Problem to solve:
Using the records provided below, locate and copy each line that contains the word "spawn".

Task inputs Block Start

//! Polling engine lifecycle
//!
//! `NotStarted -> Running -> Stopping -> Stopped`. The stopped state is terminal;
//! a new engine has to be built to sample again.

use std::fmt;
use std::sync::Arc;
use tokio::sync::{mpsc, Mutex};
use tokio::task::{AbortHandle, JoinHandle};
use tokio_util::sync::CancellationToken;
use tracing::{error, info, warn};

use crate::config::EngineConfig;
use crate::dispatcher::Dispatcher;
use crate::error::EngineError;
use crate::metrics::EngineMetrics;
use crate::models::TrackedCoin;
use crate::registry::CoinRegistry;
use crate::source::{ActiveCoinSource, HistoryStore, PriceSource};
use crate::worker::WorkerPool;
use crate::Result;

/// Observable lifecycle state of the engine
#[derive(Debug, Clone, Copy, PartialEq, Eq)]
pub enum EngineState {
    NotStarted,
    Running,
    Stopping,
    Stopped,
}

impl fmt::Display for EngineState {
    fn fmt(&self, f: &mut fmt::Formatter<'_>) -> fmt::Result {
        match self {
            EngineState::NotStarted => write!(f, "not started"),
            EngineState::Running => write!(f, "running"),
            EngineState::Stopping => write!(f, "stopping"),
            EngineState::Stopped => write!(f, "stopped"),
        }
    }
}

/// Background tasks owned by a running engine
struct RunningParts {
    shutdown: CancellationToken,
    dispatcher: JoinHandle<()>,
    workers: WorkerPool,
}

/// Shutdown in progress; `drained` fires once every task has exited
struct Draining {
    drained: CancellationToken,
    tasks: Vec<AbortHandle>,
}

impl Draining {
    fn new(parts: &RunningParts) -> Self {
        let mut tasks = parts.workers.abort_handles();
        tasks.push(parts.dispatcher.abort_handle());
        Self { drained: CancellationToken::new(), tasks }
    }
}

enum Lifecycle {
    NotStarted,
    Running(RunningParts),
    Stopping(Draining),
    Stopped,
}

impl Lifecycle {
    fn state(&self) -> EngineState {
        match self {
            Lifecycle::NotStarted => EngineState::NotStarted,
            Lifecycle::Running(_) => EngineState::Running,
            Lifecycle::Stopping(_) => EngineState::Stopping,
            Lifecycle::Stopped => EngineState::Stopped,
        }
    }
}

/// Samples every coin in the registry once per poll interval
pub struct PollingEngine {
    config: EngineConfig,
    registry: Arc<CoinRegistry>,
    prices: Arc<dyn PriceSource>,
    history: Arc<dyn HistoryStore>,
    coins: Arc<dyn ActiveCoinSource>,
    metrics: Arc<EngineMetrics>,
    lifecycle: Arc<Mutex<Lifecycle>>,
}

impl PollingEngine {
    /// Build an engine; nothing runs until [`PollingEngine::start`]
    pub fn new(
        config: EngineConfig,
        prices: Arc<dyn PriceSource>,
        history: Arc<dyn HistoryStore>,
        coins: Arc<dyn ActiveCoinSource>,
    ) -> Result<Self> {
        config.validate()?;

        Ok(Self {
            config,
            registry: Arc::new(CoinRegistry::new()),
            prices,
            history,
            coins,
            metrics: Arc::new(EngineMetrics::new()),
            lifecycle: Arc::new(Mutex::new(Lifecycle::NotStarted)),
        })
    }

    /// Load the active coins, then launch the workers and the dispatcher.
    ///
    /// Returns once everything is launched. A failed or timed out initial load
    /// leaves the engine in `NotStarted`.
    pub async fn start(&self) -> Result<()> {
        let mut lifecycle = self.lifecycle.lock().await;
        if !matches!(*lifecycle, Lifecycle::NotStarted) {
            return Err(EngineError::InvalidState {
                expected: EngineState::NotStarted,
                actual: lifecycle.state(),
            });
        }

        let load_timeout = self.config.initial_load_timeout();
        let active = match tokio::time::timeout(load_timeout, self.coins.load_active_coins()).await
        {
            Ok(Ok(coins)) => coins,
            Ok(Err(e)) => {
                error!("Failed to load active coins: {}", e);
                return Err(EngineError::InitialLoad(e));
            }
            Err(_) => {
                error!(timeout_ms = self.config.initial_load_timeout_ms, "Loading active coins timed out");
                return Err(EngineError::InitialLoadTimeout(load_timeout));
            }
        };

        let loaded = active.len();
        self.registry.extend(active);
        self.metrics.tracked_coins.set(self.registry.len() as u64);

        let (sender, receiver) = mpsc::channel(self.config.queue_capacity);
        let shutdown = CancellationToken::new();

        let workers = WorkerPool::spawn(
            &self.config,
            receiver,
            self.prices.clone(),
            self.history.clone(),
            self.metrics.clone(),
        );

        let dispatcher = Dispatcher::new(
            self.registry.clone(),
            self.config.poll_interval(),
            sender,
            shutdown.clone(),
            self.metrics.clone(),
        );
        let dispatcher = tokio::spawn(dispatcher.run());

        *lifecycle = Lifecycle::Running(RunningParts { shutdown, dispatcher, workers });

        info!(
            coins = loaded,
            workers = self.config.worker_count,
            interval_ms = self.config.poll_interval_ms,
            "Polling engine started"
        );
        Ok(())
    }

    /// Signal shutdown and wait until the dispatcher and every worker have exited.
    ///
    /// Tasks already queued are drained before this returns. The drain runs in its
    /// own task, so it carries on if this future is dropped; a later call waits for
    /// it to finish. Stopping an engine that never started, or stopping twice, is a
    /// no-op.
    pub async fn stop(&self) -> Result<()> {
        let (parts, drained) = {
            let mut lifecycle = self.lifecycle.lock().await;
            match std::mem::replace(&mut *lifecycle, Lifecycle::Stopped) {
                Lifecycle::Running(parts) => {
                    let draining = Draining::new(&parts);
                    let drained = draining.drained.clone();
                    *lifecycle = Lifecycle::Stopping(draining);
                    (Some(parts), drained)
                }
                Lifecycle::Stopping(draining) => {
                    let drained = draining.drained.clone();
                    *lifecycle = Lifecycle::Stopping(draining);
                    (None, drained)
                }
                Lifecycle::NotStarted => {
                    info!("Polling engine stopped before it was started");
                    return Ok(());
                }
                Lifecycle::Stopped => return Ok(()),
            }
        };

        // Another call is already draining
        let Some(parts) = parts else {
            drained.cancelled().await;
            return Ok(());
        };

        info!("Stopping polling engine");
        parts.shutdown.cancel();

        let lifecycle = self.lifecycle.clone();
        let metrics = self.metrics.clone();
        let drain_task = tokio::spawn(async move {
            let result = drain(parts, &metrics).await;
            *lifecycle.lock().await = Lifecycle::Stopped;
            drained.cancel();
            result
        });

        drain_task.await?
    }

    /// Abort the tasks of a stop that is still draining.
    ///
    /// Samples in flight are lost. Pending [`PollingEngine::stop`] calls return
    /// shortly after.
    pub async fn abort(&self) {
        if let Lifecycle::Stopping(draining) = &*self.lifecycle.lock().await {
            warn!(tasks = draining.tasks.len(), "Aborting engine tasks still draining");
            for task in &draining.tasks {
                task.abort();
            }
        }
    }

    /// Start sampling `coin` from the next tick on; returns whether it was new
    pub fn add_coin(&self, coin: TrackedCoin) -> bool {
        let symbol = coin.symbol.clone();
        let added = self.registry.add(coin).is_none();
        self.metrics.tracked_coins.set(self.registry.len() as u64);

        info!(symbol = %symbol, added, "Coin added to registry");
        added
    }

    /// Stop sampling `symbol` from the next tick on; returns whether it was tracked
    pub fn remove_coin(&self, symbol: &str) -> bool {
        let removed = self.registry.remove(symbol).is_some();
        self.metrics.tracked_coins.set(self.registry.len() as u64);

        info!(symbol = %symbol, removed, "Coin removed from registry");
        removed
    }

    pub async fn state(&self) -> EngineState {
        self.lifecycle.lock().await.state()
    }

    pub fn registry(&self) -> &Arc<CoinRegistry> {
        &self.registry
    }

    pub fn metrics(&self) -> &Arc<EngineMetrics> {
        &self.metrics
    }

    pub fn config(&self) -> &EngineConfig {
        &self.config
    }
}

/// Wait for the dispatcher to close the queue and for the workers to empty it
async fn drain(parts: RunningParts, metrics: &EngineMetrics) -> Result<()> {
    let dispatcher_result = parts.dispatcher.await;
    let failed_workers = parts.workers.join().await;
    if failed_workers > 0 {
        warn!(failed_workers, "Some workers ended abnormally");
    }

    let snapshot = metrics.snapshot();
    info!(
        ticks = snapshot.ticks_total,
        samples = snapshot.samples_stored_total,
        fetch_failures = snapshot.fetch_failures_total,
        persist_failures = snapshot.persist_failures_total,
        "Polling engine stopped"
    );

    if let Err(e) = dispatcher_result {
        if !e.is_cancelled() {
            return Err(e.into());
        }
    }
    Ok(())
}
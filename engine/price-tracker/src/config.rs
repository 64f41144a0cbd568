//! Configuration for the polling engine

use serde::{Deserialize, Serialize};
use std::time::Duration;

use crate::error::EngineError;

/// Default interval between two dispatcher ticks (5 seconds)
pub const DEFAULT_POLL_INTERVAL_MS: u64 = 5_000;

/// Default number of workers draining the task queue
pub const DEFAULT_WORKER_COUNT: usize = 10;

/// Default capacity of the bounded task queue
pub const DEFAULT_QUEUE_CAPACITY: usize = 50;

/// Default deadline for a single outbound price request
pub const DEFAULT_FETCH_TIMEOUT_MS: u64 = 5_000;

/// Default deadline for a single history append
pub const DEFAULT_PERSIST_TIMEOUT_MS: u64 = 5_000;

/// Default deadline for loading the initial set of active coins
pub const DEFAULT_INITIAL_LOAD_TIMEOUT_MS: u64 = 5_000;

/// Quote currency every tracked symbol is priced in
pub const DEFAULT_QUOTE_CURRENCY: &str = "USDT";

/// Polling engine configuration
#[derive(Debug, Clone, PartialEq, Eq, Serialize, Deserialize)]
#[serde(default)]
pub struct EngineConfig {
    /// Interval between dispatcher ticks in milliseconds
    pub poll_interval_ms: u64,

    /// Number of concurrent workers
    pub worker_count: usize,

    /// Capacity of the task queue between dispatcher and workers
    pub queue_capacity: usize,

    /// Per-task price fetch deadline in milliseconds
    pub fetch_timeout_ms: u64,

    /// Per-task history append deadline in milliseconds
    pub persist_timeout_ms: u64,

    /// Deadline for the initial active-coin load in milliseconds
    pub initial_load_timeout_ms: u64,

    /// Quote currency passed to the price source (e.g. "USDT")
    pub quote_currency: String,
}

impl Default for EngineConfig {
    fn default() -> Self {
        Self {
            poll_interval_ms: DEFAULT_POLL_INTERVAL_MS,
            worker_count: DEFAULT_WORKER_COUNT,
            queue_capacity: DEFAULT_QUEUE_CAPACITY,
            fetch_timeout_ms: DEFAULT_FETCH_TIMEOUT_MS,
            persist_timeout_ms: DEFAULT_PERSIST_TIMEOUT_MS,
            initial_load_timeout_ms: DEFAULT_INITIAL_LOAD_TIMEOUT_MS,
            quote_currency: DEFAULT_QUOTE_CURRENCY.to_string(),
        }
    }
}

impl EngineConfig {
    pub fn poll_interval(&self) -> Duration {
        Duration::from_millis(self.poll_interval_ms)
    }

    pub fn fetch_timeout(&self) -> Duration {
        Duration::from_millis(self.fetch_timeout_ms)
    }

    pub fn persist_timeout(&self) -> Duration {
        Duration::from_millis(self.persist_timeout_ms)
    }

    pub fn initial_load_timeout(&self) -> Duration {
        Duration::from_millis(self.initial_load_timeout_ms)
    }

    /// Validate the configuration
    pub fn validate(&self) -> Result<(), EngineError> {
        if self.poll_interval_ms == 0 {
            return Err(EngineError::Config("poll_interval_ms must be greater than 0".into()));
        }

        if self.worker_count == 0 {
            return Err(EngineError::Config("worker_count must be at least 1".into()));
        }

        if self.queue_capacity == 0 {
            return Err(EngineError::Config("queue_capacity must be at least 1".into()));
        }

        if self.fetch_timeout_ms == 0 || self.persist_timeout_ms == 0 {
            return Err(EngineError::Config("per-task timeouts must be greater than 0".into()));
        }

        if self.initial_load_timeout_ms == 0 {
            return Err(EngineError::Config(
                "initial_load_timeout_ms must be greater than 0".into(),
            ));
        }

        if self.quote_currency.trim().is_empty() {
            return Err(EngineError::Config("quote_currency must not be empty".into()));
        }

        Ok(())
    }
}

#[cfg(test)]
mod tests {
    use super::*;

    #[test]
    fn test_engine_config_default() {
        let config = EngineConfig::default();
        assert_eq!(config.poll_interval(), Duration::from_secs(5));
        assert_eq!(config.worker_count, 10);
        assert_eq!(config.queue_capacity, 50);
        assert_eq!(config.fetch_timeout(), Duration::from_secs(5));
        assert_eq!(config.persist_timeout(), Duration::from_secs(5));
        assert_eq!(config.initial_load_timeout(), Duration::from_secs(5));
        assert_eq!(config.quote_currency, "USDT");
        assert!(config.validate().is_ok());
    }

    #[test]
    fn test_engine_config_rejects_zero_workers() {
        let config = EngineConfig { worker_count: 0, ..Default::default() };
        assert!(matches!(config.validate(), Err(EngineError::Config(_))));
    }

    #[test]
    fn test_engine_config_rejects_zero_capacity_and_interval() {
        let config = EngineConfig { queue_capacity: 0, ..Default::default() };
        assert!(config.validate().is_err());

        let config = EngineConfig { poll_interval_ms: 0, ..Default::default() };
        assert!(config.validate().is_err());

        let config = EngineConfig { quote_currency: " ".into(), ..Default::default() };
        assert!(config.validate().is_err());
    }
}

Task inputs Block End

Task result:
        let workers = WorkerPool::spawn(
        let dispatcher = tokio::spawn(dispatcher.run());
        let drain_task = tokio::spawn(async move {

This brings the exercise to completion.